=== TASK TO CARRY OUT ===
The answer must be every line below that holds the word "struct".

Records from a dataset
----
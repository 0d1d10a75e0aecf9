//! Identifiers and primitive attributes of events.
//!
//! Everything in this module is `Copy` and cheap to compare. The explorer,
//! the oracle and the reductions pass these around by value.

use serde::{Deserialize, Serialize};
use std::fmt;

/// Value stored in a memory location or returned to a source.
pub type Value = u64;

/// Insertion order of an event in the execution graph.
pub type Stamp = usize;

/// First heap address handed out by `Malloc`.
pub const HEAP_BASE: u64 = 1 << 40;

/// Thread identifier
///
/// Ids are dense and re-used: a spawned thread takes the lowest slot that is
/// free in the current graph, so replays of one prefix always agree on ids.
///
/// # Example
///
/// ```rust
/// use graphmc::domain::event::ThreadId;
///
/// let main = ThreadId::new(0);
/// let worker = ThreadId::new(1);
///
/// assert_ne!(main, worker);
/// assert_eq!(worker.as_usize(), 1);
/// ```
#[derive(Debug, Clone, Copy, PartialEq, Eq, Hash, PartialOrd, Ord, Serialize, Deserialize)]
#[serde(transparent)]
pub struct ThreadId(pub usize);

impl ThreadId {
    /// Create a new ThreadId
    #[inline(always)]
    pub const fn new(id: usize) -> Self {
        Self(id)
    }

    /// Get the raw numeric ID
    #[inline(always)]
    pub const fn as_usize(self) -> usize {
        self.0
    }
}

impl fmt::Display for ThreadId {
    fn fmt(&self, f: &mut fmt::Formatter<'_>) -> fmt::Result {
        write!(f, "T{}", self.0)
    }
}

/// Position of an event: its thread and its program-order index.
///
/// Index 0 of every thread is the core-owned `ThreadStart` event.
#[derive(Debug, Clone, Copy, PartialEq, Eq, Hash, PartialOrd, Ord, Serialize, Deserialize)]
pub struct EventId {
    /// Owning thread
    pub thread: ThreadId,
    /// Program-order index inside the thread
    pub index: usize,
}

impl EventId {
    /// Create an event id
    #[inline(always)]
    pub const fn new(thread: ThreadId, index: usize) -> Self {
        Self { thread, index }
    }

    /// The program-order predecessor, if any
    #[inline]
    pub const fn prev(self) -> Option<Self> {
        if self.index == 0 {
            None
        } else {
            Some(Self::new(self.thread, self.index - 1))
        }
    }

    /// Deterministic heap address of the block allocated by this event.
    #[inline]
    pub const fn heap_address(self) -> Address {
        Address(HEAP_BASE + ((self.thread.0 as u64) << 28) + ((self.index as u64) << 16))
    }
}

impl fmt::Display for EventId {
    fn fmt(&self, f: &mut fmt::Formatter<'_>) -> fmt::Result {
        write!(f, "{}:{}", self.thread, self.index)
    }
}

/// Byte address in the modelled memory.
#[derive(Debug, Clone, Copy, PartialEq, Eq, Hash, PartialOrd, Ord, Serialize, Deserialize)]
#[serde(transparent)]
pub struct Address(pub u64);

impl Address {
    /// Address `offset` bytes further on
    #[inline]
    pub const fn offset(self, offset: u64) -> Self {
        Self(self.0.wrapping_add(offset))
    }

    /// Whether the address lies on the natural boundary of `size`
    #[inline]
    pub const fn is_aligned(self, size: u8) -> bool {
        size == 0 || self.0 % size as u64 == 0
    }
}

impl fmt::Display for Address {
    fn fmt(&self, f: &mut fmt::Formatter<'_>) -> fmt::Result {
        write!(f, "{:#x}", self.0)
    }
}

/// Target of a memory access: base address and width in bytes.
#[derive(Debug, Clone, Copy, PartialEq, Eq, Hash, Serialize, Deserialize)]
pub struct Location {
    /// First byte
    pub addr: Address,
    /// Width in bytes
    pub size: u8,
}

impl Location {
    /// Width of a lock word
    pub const LOCK_SIZE: u8 = 1;

    /// Create a location
    #[inline]
    pub const fn new(addr: Address, size: u8) -> Self {
        Self { addr, size }
    }

    /// The location of the lock word at `addr`
    #[inline]
    pub const fn lock(addr: Address) -> Self {
        Self::new(addr, Self::LOCK_SIZE)
    }

    /// Whether two locations share at least one byte
    pub const fn overlaps(&self, other: &Self) -> bool {
        let (a0, a1) = (self.addr.0, self.addr.0 + self.size as u64);
        let (b0, b1) = (other.addr.0, other.addr.0 + other.size as u64);
        a0 < b1 && b0 < a1
    }
}

/// Memory-order tag of an access or fence.
#[derive(Debug, Clone, Copy, PartialEq, Eq, Hash, Default, Serialize, Deserialize)]
#[serde(rename_all = "snake_case")]
pub enum MemoryOrder {
    /// Non-atomic access; races on it are reported
    Plain,
    /// Atomic without synchronisation
    #[default]
    Relaxed,
    /// Acquire
    Acquire,
    /// Release
    Release,
    /// Acquire and release
    AcqRel,
    /// Sequentially consistent
    SeqCst,
}

impl MemoryOrder {
    /// Anything but `Plain`
    #[inline]
    pub const fn is_atomic(self) -> bool {
        !matches!(self, Self::Plain)
    }

    /// Acquire semantics
    #[inline]
    pub const fn is_acquire(self) -> bool {
        matches!(self, Self::Acquire | Self::AcqRel | Self::SeqCst)
    }

    /// Release semantics
    #[inline]
    pub const fn is_release(self) -> bool {
        matches!(self, Self::Release | Self::AcqRel | Self::SeqCst)
    }

    /// `SeqCst`
    #[inline]
    pub const fn is_seq_cst(self) -> bool {
        matches!(self, Self::SeqCst)
    }
}

/// Operation of a read-modify-write.
#[derive(Debug, Clone, Copy, PartialEq, Eq, Hash, Serialize, Deserialize)]
#[serde(rename_all = "snake_case")]
pub enum RmwOp {
    /// Wrapping add
    Add(Value),
    /// Wrapping subtract
    Sub(Value),
    /// Unconditional swap
    Exchange(Value),
    /// Compare-and-swap; fails (reads only) when the old value differs
    CompareExchange {
        /// Value required for success
        expected: Value,
        /// Value written on success
        new: Value,
    },
    /// Bitwise and
    And(Value),
    /// Bitwise or
    Or(Value),
    /// Unsigned maximum
    Max(Value),
    /// Unsigned minimum
    Min(Value),
}

impl RmwOp {
    /// The value written after reading `old`, or `None` for a failed CAS.
    ///
    /// ```rust
    /// use graphmc::domain::event::RmwOp;
    ///
    /// assert_eq!(RmwOp::Add(2).apply(3), Some(5));
    /// assert_eq!(RmwOp::CompareExchange { expected: 1, new: 7 }.apply(0), None);
    /// ```
    pub const fn apply(self, old: Value) -> Option<Value> {
        match self {
            Self::Add(v) => Some(old.wrapping_add(v)),
            Self::Sub(v) => Some(old.wrapping_sub(v)),
            Self::Exchange(v) => Some(v),
            Self::CompareExchange { expected, new } => {
                if old == expected {
                    Some(new)
                } else {
                    None
                }
            }
            Self::And(v) => Some(old & v),
            Self::Or(v) => Some(old | v),
            Self::Max(v) => Some(if old > v { old } else { v }),
            Self::Min(v) => Some(if old < v { old } else { v }),
        }
    }
}

/// Kind of a fence event.
#[derive(Debug, Clone, Copy, PartialEq, Eq, Hash, Serialize, Deserialize)]
#[serde(rename_all = "snake_case")]
pub enum FenceKind {
    /// Memory fence with an order (`smp_mb` is `Memory(SeqCst)`)
    Memory(MemoryOrder),
    /// Start of an RCU read-side critical section
    RcuReadLock,
    /// End of an RCU read-side critical section
    RcuReadUnlock,
    /// Wait for a grace period
    SynchronizeRcu,
}

impl FenceKind {
    /// Orders earlier reads before later accesses
    pub const fn is_acquire(self) -> bool {
        match self {
            Self::Memory(order) => order.is_acquire(),
            Self::SynchronizeRcu => true,
            Self::RcuReadLock | Self::RcuReadUnlock => false,
        }
    }

    /// Orders earlier accesses before later writes
    pub const fn is_release(self) -> bool {
        match self {
            Self::Memory(order) => order.is_release(),
            Self::SynchronizeRcu => true,
            Self::RcuReadLock | Self::RcuReadUnlock => false,
        }
    }

    /// Full fence in the sequentially consistent sense
    pub const fn is_full(self) -> bool {
        matches!(self, Self::Memory(MemoryOrder::SeqCst) | Self::SynchronizeRcu)
    }
}

/// Why a thread stopped without finishing.
#[derive(Debug, Clone, Copy, PartialEq, Eq, Hash, Serialize, Deserialize)]
#[serde(rename_all = "snake_case")]
pub enum BlockReason {
    /// The per-thread event bound was hit
    Bound,
    /// The source answered `Blocked`
    Source,
}

#[cfg(test)]
mod tests {
    use super::*;

    #[test]
    fn test_heap_address_is_deterministic() {
        let id = EventId::new(ThreadId(2), 3);
        assert_eq!(id.heap_address(), id.heap_address());
        assert_eq!(id.heap_address().0, HEAP_BASE + (2 << 28) + (3 << 16));
        assert_ne!(id.heap_address(), EventId::new(ThreadId(1), 3).heap_address());
    }

    #[test]
    fn test_rmw_ops() {
        assert_eq!(RmwOp::Sub(1).apply(0), Some(u64::MAX));
        assert_eq!(RmwOp::Exchange(9).apply(4), Some(9));
        assert_eq!(RmwOp::CompareExchange { expected: 4, new: 5 }.apply(4), Some(5));
        assert_eq!(RmwOp::Max(3).apply(7), Some(7));
        assert_eq!(RmwOp::Min(3).apply(7), Some(3));
        assert_eq!(RmwOp::Or(0b01).apply(0b10), Some(0b11));
    }

    #[test]
    fn test_orders() {
        assert!(!MemoryOrder::Plain.is_atomic());
        assert!(MemoryOrder::SeqCst.is_acquire() && MemoryOrder::SeqCst.is_release());
        assert!(!MemoryOrder::Release.is_acquire());
        assert!(FenceKind::SynchronizeRcu.is_full());
        assert!(!FenceKind::RcuReadLock.is_release());
    }

    #[test]
    fn test_overlap_and_alignment() {
        let a = Location::new(Address(0x100), 8);
        let b = Location::new(Address(0x104), 4);
        let c = Location::new(Address(0x108), 8);
        assert!(a.overlaps(&b));
        assert!(!a.overlaps(&c));
        assert!(Address(0x104).is_aligned(4));
        assert!(!Address(0x104).is_aligned(8));
    }
}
----
=== ANSWER SECTION ===
pub struct ThreadId(pub usize);
pub struct EventId {
pub struct Address(pub u64);
pub struct Location {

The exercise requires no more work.